═════ GIVEN INFORMATION ═════
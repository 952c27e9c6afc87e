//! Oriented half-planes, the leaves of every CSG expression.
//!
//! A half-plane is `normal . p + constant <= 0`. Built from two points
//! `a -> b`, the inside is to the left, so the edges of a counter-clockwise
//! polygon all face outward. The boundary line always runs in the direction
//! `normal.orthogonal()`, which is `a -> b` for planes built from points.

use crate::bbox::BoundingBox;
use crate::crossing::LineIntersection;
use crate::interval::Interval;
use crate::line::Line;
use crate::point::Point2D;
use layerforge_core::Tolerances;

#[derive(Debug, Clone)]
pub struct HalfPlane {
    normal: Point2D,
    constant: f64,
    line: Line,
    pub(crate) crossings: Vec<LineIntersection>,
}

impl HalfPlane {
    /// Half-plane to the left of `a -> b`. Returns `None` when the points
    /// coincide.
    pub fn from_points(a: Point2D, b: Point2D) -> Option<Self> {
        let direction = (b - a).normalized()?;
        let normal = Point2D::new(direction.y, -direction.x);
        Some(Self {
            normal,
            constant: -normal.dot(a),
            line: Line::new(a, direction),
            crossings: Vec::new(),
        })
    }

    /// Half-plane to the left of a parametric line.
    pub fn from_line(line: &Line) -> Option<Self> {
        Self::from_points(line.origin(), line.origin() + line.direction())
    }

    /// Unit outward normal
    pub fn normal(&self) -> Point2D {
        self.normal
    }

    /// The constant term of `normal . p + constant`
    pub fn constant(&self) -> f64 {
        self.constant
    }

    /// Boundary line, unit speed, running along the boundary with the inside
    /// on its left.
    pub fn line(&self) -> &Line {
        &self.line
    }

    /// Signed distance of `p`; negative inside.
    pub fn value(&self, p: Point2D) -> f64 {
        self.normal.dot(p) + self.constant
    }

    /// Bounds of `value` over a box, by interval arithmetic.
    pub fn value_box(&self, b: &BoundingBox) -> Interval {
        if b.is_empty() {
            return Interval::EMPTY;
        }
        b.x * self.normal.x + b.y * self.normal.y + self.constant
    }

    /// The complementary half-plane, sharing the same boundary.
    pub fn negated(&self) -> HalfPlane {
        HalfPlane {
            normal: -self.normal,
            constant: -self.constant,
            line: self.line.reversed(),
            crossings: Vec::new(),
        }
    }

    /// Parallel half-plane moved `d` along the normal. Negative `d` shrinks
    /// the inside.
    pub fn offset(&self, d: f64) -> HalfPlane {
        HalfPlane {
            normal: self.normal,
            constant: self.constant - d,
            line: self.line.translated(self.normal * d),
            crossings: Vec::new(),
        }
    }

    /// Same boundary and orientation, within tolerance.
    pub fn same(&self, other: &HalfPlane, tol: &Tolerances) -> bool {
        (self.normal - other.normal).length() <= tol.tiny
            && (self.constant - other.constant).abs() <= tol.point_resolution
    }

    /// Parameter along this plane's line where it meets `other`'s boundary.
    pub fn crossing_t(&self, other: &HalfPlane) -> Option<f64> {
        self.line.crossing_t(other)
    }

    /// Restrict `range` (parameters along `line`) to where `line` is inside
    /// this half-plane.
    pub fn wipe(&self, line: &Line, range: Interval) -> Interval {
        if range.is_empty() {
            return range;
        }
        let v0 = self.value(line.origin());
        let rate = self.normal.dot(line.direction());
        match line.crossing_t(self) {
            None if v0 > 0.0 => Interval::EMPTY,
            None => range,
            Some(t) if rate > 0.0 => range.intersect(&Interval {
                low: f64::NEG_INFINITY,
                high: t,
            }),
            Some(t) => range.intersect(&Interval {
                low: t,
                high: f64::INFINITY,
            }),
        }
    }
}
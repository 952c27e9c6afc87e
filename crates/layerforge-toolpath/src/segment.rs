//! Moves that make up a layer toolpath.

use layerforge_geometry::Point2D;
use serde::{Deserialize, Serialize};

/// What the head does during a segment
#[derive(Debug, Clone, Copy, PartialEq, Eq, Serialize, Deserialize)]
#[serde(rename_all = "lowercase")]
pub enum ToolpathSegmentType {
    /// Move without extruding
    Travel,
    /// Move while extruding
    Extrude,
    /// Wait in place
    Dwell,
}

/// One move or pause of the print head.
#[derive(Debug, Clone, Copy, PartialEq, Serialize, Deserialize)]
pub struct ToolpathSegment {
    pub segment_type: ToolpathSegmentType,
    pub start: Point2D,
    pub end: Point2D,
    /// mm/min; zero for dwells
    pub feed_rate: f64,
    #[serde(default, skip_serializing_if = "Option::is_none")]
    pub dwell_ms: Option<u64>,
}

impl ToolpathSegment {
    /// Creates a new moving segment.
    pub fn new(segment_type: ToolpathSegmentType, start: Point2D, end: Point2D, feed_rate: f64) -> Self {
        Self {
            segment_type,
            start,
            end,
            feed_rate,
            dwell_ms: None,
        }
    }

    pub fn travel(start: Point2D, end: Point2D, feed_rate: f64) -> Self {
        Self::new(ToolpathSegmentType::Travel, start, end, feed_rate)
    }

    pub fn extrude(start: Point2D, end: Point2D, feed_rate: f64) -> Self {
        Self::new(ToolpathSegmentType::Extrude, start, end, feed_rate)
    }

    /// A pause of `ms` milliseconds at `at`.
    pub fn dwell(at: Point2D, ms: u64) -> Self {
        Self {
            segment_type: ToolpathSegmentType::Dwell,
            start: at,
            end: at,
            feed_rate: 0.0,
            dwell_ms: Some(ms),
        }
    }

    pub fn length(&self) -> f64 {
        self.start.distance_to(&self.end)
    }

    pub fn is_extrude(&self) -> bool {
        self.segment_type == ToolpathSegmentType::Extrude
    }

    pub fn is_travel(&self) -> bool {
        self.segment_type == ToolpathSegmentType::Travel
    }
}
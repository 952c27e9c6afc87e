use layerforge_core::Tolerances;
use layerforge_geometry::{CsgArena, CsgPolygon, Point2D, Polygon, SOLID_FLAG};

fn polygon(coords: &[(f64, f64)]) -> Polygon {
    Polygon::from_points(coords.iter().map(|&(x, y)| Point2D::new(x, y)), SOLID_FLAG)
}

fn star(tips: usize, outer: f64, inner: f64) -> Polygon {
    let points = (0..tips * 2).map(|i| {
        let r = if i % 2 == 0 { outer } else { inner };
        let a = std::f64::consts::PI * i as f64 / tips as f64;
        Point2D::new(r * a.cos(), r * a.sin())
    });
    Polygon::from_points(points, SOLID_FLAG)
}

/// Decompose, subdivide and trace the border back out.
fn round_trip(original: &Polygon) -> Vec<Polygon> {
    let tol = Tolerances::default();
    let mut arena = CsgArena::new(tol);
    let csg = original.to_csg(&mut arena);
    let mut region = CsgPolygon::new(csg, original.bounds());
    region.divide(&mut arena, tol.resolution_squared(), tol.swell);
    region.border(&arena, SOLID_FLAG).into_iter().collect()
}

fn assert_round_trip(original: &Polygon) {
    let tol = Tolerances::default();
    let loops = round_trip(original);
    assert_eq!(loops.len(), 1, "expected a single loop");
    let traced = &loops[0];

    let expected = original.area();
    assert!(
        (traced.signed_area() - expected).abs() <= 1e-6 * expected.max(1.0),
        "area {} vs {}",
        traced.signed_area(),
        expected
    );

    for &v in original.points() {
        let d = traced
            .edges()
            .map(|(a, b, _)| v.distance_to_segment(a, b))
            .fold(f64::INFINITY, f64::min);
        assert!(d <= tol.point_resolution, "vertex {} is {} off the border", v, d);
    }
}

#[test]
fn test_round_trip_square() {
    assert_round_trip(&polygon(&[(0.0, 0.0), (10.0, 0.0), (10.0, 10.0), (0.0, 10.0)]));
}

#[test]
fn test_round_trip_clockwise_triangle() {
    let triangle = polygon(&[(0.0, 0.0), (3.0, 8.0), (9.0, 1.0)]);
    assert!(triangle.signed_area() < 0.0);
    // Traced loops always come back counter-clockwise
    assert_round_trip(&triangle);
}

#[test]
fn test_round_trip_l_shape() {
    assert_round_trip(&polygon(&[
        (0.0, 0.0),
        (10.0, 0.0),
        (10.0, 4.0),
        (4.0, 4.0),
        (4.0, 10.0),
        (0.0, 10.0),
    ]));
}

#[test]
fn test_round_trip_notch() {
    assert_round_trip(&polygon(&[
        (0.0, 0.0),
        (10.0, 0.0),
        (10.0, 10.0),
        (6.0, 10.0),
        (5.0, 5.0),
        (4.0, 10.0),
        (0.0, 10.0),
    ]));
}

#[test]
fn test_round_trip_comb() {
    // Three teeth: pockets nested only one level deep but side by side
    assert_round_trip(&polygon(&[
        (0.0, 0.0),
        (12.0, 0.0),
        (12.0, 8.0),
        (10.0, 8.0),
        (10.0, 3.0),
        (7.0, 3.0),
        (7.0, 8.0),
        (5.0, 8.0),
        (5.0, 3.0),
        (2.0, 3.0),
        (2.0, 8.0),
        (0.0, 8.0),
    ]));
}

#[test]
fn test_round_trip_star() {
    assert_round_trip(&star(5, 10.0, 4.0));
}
═════
EXERCISE BRIEF: Copy out, from the material above, each line where the word "planes" is present.

RESULT FOR THIS EXERCISE:
//! Oriented half-planes, the leaves of every CSG expression.
//! `normal.orthogonal()`, which is `a -> b` for planes built from points.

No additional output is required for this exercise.